Xiaomi has announced its self-developed mobile chipset, XRING 01, manufactured using TSMC's 3nm process, positioning them alongside Apple, Samsung, and Huawei as the fourth global smartphone brand with its own core processor. This move exemplifies the growing trend of companies designing custom silicon to enhance performance, control costs, differentiate their products, and secure their supply chains, impacting traditional chip suppliers like Qualcomm and NVIDIA while benefiting foundries like TSMC and IP providers like Arm; current US export controls do not prevent Chinese companies focused on the consumer market from accessing global foundries for advanced nodes.

Analysis

Xiaomi's announcement of its self-developed XRING 01 mobile chipset, reportedly utilizing TSMC's advanced 3nm process, marks a significant development, making it the fourth global smartphone brand after Apple, Samsung, and Huawei to design its own core mobile processor. This initiative, supported by a 1,000-person team, underscores a broader industry trend towards custom silicon, where companies design chips tailored to their specific needs for enhanced performance, power efficiency (especially for AI workloads), cost control, product differentiation, and supply chain security. This trend extends beyond consumer device makers like Apple (A-series, M-series chips) and Samsung (Exynos) to hyperscalers such as Google (TPUs since 2016), Amazon (Trainium, Inferentia), Microsoft, and Meta, who are investing heavily in custom chips for their data centers.
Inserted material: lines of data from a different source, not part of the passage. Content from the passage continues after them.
//!  Amadeus Travel Tools
//!
//!  Copyright (C) 2026  Mamy Ratsimbazafy
//!
//!  This program is free software: you can redistribute it and/or modify
//!  it under the terms of the GNU Affero General Public License as published by
//!  the Free Software Foundation, either version 3 of the License, or
//!  (at your option) any later version.
//!
//!  This program is distributed in the hope that it will be useful,
//!  but WITHOUT ANY WARRANTY; without even the implied warranty of
//!  MERCHANTABILITY or FITNESS FOR A PARTICULAR PURPOSE.  See the
//!  GNU Affero General Public License for more details.
//!
//!  You should have received a copy of the GNU Affero General Public License
//!  along with this program.  If not, see <http://www.gnu.org/licenses/>.

//! Booking, activity and transfer tools against a mock upstream.


use anyhow::Result;
use axum::http::Method;
use mcp_amadeus::ToolCatalog;
use mock_upstream::MockUpstream;
use serde_json::{Value, json};

fn transfer_search(time: &str) -> Value {
    json!({
        "start_latitude": 48.8566,
        "start_longitude": 2.3522,
        "end_latitude": 49.0097,
        "end_longitude": 2.5479,
        "transfer_date": "2025-11-10",
        "transfer_time": time
    })
}

#[tokio::test]
async fn flight_order_lookup() -> Result<()> {
    let mock = MockUpstream::start().await;
    mock.on(
        Method::GET,
        "/v1/booking/flight-orders/eJzTd9f3NjIJ",
        200,
        json!({"data": {
            "type": "flight-order",
            "id": "eJzTd9f3NjIJ",
            "status": "CONFIRMED",
            "associatedRecords": [{"reference": "KBHX3K"}, {"reference": "ZZZZZZ"}],
            "travelers": [{"id": "1"}],
            "flightOffers": [{"id": "1"}],
            "ticketingAgreement": {"option": "DELAY_TO_QUEUE", "delay": "6D"}
        }}),
    );

    let out = ToolCatalog::new()
        .invoke(&mock.client(), "get_flight_order", json!({"order_id": "eJzTd9f3NjIJ"}))
        .await?;

    assert_eq!(
        out,
        json!({
            "order_id": "eJzTd9f3NjIJ",
            "booking_reference": "KBHX3K",
            "status": "CONFIRMED",
            "travelers": [{"id": "1"}],
            "flight_offers": [{"id": "1"}],
            "ticketing": {"option": "DELAY_TO_QUEUE", "delay": "6D"}
        })
    );
    assert_eq!(mock.only_api_request().method, "GET");
    Ok(())
}

#[tokio::test]
async fn activity_search_keeps_twenty_with_three_pictures() -> Result<()> {
    let mock = MockUpstream::start().await;
    let activities = (0..25)
        .map(|i| {
            json!({
                "type": "activity",
                "id": i.to_string(),
                "name": format!("Tour {i}"),
                "shortDescription": "Skip the line",
                "rating": "4.5",
                "bookingLink": format!("https://example.com/book/{i}"),
                "price": {"amount": "35.00", "currencyCode": "EUR"},
                "pictures": ["p1.jpg", "p2.jpg", "p3.jpg", "p4.jpg", "p5.jpg"]
            })
        })
        .collect::<Vec<_>>();
    mock.on(Method::GET, "/v1/shopping/activities", 200, json!({"data": activities}));

    let out = ToolCatalog::new()
        .invoke(
            &mock.client(),
            "search_activities",
            json!({"latitude": 41.397158, "longitude": 2.160873, "radius": 2}),
        )
        .await?;

    let out = out.as_array().expect("array");
    assert_eq!(out.len(), 20);
    assert_eq!(
        out[0],
        json!({
            "id": "0",
            "name": "Tour 0",
            "description": "Skip the line",
            "rating": "4.5",
            "booking_link": "https://example.com/book/0",
            "price": {"amount": "35.00", "currencyCode": "EUR"},
            "pictures": ["p1.jpg", "p2.jpg", "p3.jpg"]
        })
    );
    let call = mock.only_api_request();
    assert_eq!(call.query_value("latitude"), Some("41.397158"));
    assert_eq!(call.query_value("longitude"), Some("2.160873"));
    assert_eq!(call.query_value("radius"), Some("2"));
    Ok(())
}

#[tokio::test]
async fn activity_details() -> Result<()> {
    let mock = MockUpstream::start().await;
    mock.on(
        Method::GET,
        "/v1/shopping/activities/56777",
        200,
        json!({"data": {
            "type": "activity",
            "id": "56777",
            "name": "Sagrada Familia guided tour",
            "description": "Two hours inside the basilica",
            "rating": "4.8",
            "reviewsCount": 1200,
            "bookingLink": "https://example.com/book/56777",
            "price": {"amount": "49.00", "currencyCode": "EUR"},
            "minimumDuration": "2 hours",
            "pictures": ["a.jpg", "b.jpg", "c.jpg", "d.jpg"]
        }}),
    );

    let out = ToolCatalog::new()
        .invoke(&mock.client(), "get_activity_details", json!({"activity_id": "56777"}))
        .await?;

    assert_eq!(
        out,
        json!({
            "id": "56777",
            "name": "Sagrada Familia guided tour",
            "description": "Two hours inside the basilica",
            "rating": "4.8",
            "reviews_count": 1200,
            "booking_link": "https://example.com/book/56777",
            "price": {"amount": "49.00", "currencyCode": "EUR"},
            "duration": null,
            "categories": null,
            "pictures": ["a.jpg", "b.jpg", "c.jpg", "d.jpg"]
        })
    );
    assert_eq!(mock.only_api_request().path, "/v1/shopping/activities/56777");
    Ok(())
}

#[tokio::test]
async fn unpadded_transfer_time_never_goes_upstream() -> Result<()> {
    let mock = MockUpstream::start().await;
    let catalog = ToolCatalog::new();
    let client = mock.client();

    for time in ["9:30", "7:05:00"] {
        let err = catalog
            .invoke(&client, "search_transfers", transfer_search(time))
            .await
            .unwrap_err();
        assert_eq!(err.kind(), "validation_error", "{time}");
    }
    assert!(mock.requests().is_empty());
    Ok(())
}

#[tokio::test]
async fn transfer_search_keeps_ten_offers() -> Result<()> {
    let mock = MockUpstream::start().await;
    let offers = (0..14)
        .map(|i| json!({"id": format!("T{i}"), "transferType": "PRIVATE", "duration": "PT45M"}))
        .collect::<Vec<_>>();
    mock.on(Method::POST, "/v1/shopping/transfer-offers", 200, json!({"data": offers}));

    let out = ToolCatalog::new()
        .invoke(&mock.client(), "search_transfers", transfer_search("09:05:30"))
        .await?;

    let out = out.as_array().expect("array");
    assert_eq!(out.len(), 10);
    assert_eq!(
        out[9],
        json!({
            "offer_id": "T9",
            "transfer_type": "PRIVATE",
            "vehicle": null,
            "price": null,
            "duration": "PT45M",
            "cancellation_policy": null
        })
    );
    let sent = mock.only_api_request().json();
    assert_eq!(sent["startDateTime"], "2025-11-10T09:05:30");
    assert_eq!(sent["startLocationCode"], "48.8566,2.3522");
    assert_eq!(sent["endGeoCode"], "49.0097,2.5479");
    assert_eq!(sent["passengers"], 1);
    Ok(())
}

#[tokio::test]
async fn book_transfer_order() -> Result<()> {
    let mock = MockUpstream::start().await;
    mock.on(
        Method::POST,
        "/v1/booking/transfer-orders",
        201,
        json!({"data": {
            "type": "transfer-order",
            "id": "VEg0Wk43WF",
            "confirmationNumber": "5362",
            "status": "CONFIRMED"
        }}),
    );
    let passengers = json!([{"firstName": "JOHN", "lastName": "DOE", "contacts": {"phoneNumber": "+33123456789"}}]);

    let out = ToolCatalog::new()
        .invoke(
            &mock.client(),
            "book_transfer",
            json!({
                "offer_id": "2094123123",
                "passengers": passengers,
                "contact_email": "john@example.com",
                "contact_phone": "+33123456789"
            }),
        )
        .await?;

    assert_eq!(
        out,
        json!({"order_id": "VEg0Wk43WF", "confirmation_number": "5362", "status": "CONFIRMED"})
    );
    let sent = mock.only_api_request().json();
    assert_eq!(
        sent,
        json!({"data": {
            "type": "transfer-order",
            "offerId": "2094123123",
            "passengers": passengers,
            "contacts": [{"emailAddress": "john@example.com", "phoneNumber": "+33123456789"}]
        }})
    );
    Ok(())
}

#[tokio::test]
async fn transfer_order_lookup_and_cancel() -> Result<()> {
    let mock = MockUpstream::start().await;
    mock.on(
        Method::GET,
        "/v1/booking/transfer-orders/VEg0Wk43WF",
        200,
        json!({"data": {
            "id": "VEg0Wk43WF",
            "confirmationNumber": "5362",
            "status": "CONFIRMED",
            "transferDetails": {"pickup": "CDG"},
            "passengers": [{"firstName": "JOHN"}]
        }}),
    );
    mock.on_text(Method::DELETE, "/v1/booking/transfer-orders/VEg0Wk43WF", 204, "");
    let catalog = ToolCatalog::new();
    let client = mock.client();

    let order = catalog
        .invoke(&client, "get_transfer_order", json!({"order_id": "VEg0Wk43WF"}))
        .await?;
    assert_eq!(
        order,
        json!({
            "order_id": "VEg0Wk43WF",
            "confirmation_number": "5362",
            "status": "CONFIRMED",
            "transfer_details": {"pickup": "CDG"},
            "passengers": [{"firstName": "JOHN"}]
        })
    );

    let cancelled = catalog
        .invoke(&client, "cancel_transfer", json!({"order_id": "VEg0Wk43WF"}))
        .await?;
    assert_eq!(
        cancelled,
        json!({"message": "Transfer VEg0Wk43WF cancelled successfully"})
    );

    let methods = mock
        .api_requests()
        .into_iter()
        .map(|r| r.method)
        .collect::<Vec<_>>();
    assert_eq!(methods, vec!["GET", "DELETE"]);
    Ok(())
}

#[tokio::test]
async fn cancel_with_a_body_reports_the_response() -> Result<()> {
    let mock = MockUpstream::start().await;
    let body = json!({"data": {"id": "VEg0Wk43WF", "status": "CANCELLED"}});
    mock.on(Method::DELETE, "/v1/booking/transfer-orders/VEg0Wk43WF", 200, body.clone());

    let out = ToolCatalog::new()
        .invoke(&mock.client(), "cancel_transfer", json!({"order_id": "VEg0Wk43WF"}))
        .await?;
    assert_eq!(
        out,
        json!({"message": "Cancellation processed", "response": body})
    );
    Ok(())
}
The rise of custom silicon presents a direct challenge to traditional fabless chip suppliers like Qualcomm, which faces increased competition in mobile SoCs, and NVIDIA, which could see some displacement of its high-margin GPUs by custom AI accelerators in data centers. However, this trend simultaneously bolsters the strategic importance of pure-play foundries like TSMC, which provide the advanced manufacturing capabilities (e.g., 3nm, 2nm nodes) essential for these custom designs, and IP providers like Arm, whose licensed architectures (e.g., Cortex-X925 CPU, Immortalis-G925 GPU used in XRING 01) accelerate development. Notably, Xiaomi's ability to leverage TSMC's 3nm process highlights that current US export controls are targeted and do not broadly restrict Chinese consumer-focused companies from accessing advanced global foundry services, unlike the more severe restrictions faced by entities like Huawei. The custom silicon trend is anticipated to persist and expand, driven by the proliferation of AI and the pursuit of competitive advantages through hardware optimization, further reshaping the semiconductor industry landscape.